PROBLEM TO SOLVE: Search the records below for the word "impl". Copy each line where it occurs.

[Stored items]
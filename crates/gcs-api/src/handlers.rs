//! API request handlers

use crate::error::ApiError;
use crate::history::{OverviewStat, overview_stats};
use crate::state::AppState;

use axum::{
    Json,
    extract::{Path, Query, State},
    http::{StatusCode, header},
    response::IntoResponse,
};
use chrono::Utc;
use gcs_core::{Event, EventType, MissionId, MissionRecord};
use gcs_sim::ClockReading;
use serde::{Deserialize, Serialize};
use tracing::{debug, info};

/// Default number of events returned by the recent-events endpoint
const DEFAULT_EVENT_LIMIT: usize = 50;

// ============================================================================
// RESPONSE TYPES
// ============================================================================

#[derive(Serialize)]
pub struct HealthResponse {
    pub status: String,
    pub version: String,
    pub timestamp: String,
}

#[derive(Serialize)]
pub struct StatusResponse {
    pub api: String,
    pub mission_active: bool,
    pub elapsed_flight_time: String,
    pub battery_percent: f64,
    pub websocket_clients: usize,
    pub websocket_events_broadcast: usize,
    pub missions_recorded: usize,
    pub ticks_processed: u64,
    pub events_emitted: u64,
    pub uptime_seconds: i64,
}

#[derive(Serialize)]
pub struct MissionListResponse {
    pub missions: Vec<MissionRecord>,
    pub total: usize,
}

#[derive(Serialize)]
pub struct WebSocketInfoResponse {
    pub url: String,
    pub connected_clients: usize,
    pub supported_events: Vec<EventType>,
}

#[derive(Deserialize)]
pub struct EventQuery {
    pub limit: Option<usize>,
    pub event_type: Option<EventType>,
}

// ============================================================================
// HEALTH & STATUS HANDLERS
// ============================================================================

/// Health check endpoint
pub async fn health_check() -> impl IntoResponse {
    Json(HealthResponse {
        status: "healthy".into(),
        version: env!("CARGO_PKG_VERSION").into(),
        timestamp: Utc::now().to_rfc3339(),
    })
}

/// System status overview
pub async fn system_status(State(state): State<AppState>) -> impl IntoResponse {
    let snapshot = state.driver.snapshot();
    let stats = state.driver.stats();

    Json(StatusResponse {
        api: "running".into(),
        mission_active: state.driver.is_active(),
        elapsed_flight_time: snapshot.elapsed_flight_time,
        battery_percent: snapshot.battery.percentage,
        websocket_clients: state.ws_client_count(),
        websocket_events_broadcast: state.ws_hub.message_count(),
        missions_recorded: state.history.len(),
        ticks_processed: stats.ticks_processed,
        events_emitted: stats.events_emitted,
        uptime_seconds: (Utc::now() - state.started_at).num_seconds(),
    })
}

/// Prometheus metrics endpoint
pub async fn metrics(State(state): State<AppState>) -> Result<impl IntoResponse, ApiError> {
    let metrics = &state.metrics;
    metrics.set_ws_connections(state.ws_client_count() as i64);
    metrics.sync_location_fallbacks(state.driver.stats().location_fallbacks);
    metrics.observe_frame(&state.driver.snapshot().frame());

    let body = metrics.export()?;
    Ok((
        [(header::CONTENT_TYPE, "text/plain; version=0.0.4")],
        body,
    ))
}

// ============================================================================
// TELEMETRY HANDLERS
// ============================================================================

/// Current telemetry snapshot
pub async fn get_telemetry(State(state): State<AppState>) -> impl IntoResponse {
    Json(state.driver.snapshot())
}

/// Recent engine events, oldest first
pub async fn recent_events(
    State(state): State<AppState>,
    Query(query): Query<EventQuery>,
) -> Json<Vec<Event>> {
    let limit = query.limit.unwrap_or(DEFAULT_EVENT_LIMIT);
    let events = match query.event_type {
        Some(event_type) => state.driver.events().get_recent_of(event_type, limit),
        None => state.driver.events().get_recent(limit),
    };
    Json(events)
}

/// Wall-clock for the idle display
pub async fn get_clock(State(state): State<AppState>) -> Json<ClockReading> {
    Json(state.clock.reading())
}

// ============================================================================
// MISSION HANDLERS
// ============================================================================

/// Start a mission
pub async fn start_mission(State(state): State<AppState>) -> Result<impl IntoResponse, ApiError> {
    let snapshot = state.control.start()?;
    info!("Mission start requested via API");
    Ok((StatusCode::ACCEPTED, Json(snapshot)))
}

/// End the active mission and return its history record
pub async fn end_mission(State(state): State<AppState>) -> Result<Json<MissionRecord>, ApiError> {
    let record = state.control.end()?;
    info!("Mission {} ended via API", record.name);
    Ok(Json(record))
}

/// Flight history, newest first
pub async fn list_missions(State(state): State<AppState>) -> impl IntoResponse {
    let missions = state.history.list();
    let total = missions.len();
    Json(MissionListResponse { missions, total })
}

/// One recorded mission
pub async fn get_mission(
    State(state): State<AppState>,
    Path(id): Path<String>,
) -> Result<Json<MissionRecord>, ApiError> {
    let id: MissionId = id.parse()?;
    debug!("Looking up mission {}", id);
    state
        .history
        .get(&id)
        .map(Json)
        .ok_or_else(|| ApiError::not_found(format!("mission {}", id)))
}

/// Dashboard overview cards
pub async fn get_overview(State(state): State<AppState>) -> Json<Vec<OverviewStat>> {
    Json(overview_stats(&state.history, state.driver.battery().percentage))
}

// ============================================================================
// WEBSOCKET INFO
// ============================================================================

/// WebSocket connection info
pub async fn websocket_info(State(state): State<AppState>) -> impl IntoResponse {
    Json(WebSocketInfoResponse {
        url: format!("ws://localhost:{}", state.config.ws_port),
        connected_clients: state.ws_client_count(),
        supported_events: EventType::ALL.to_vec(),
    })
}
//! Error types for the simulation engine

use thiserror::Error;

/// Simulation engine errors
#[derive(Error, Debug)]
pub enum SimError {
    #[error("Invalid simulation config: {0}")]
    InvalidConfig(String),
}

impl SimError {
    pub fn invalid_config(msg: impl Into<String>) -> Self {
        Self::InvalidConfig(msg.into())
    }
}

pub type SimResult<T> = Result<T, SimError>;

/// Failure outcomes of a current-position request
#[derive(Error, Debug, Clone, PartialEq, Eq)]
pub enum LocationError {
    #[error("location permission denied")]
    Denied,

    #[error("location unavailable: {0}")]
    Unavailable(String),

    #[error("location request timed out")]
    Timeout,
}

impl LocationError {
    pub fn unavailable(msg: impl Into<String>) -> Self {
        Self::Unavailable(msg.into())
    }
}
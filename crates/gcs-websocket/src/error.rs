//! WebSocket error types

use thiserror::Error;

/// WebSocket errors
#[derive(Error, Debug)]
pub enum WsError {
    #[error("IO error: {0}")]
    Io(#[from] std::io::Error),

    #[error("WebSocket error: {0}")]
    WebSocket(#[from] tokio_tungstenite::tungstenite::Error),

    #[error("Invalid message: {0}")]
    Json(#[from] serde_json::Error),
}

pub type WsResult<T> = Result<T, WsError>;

SOLUTION TO THE PROBLEM:
pub async fn health_check() -> impl IntoResponse {
pub async fn system_status(State(state): State<AppState>) -> impl IntoResponse {
pub async fn metrics(State(state): State<AppState>) -> Result<impl IntoResponse, ApiError> {
pub async fn get_telemetry(State(state): State<AppState>) -> impl IntoResponse {
pub async fn start_mission(State(state): State<AppState>) -> Result<impl IntoResponse, ApiError> {
pub async fn list_missions(State(state): State<AppState>) -> impl IntoResponse {
pub async fn websocket_info(State(state): State<AppState>) -> impl IntoResponse {
impl SimError {
    pub fn invalid_config(msg: impl Into<String>) -> Self {
impl LocationError {
    pub fn unavailable(msg: impl Into<String>) -> Self {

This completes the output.